What You Need to Know:

• Only the Laboratory COO & Laboratory Counsel may authorize access to personal electronic records (email, workstation) for purposes of investigation of wrongoing.
• No employee of LBNL may respond to law enforcement requests for access to resources without the approval of Laboratory Counsel
• Access to electronic communications for operational purposes (e.g. person is unavailable to provide access) is limited to the least intrusive possible means and is subject to Division Director approval.

Process:

• For investigatory access, contact the Office of Laboratory Counsel through the Research and Institutional Integrity Office
• For operational access, contact the helpdesk and ask to be referred to the IT Authorized Access Lead for instructions.

Note:

The information below does not create or destroy any employee rights or obligations. This represents the target practices of the institution, and nothing herein supercedes LBNL policy that no employee has any explcit or implicit expectation of privacy.

Defined:

Access Without Consent occurrs when any individual is granted access to any LBL institutional electronic resource (whether managed by IT Division or not), without the permission of the primary user, where the resource would normally be available only to that primary user.

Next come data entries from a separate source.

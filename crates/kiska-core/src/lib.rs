//! Core types, config, errors, transcript and credential model for KISKA.

pub mod auth;
pub mod config;
pub mod error;
pub mod transcript;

For instance, Access Without Consent occurs when it is necessary to get access to an employee's email without the agreement of the employee.

Typically, this occurrs for reasons of investigation (investigatory access) and for reasons of operational necessity (operational access).

Although there is no expecation of privacy in the use of LBNL information systems, processes exist to ensure fairness and reasonableness in this access.

Investigatory Access:

When a supervisor or other employee seeks access to resources for the purposes of identifying or detecting suspected wrongdoing, this is investigatory access. Such access would include examining an employee's email looking for indication of violations of policy, or searching through network level records for indications of "timewasting." Because of the potential for abuse inherent in such access, investigatory access may only be authorized by the Laboratory COO and Laboratory Counsel together.

This rule applies whether the resource is managed by IT Division or not.

A manager or employee begins the process of requesting access without consent by contacting the Research and Institutional Integrity Office.

Operational Access:

It is occasionally necessary to provide access to an employee's systems or communications for reasons of operational necessity (for example, because the person is completely unreachable).

The governing rules are as follows:

1. If at all possible, seek the consent of the individual (if they are on a plane, surely it can wait a few hours, etc).

2. If consent is not possible, access should be granted to the absolute minimum necessary to accomplish the task until consent can be obtained (if possible). For example, it is less intrusive to set a vacation message then to give access to full email.

To initiate a request for operational access, contact the Helpdesk and ask to be referred to the IT Authorized Access Lead.

Behind the Scenes:

The IT Division provides a point of contact called the "IT Authorized Access Lead" (ITAAL). This role assists with either providing or coordinating the provision of access to systems.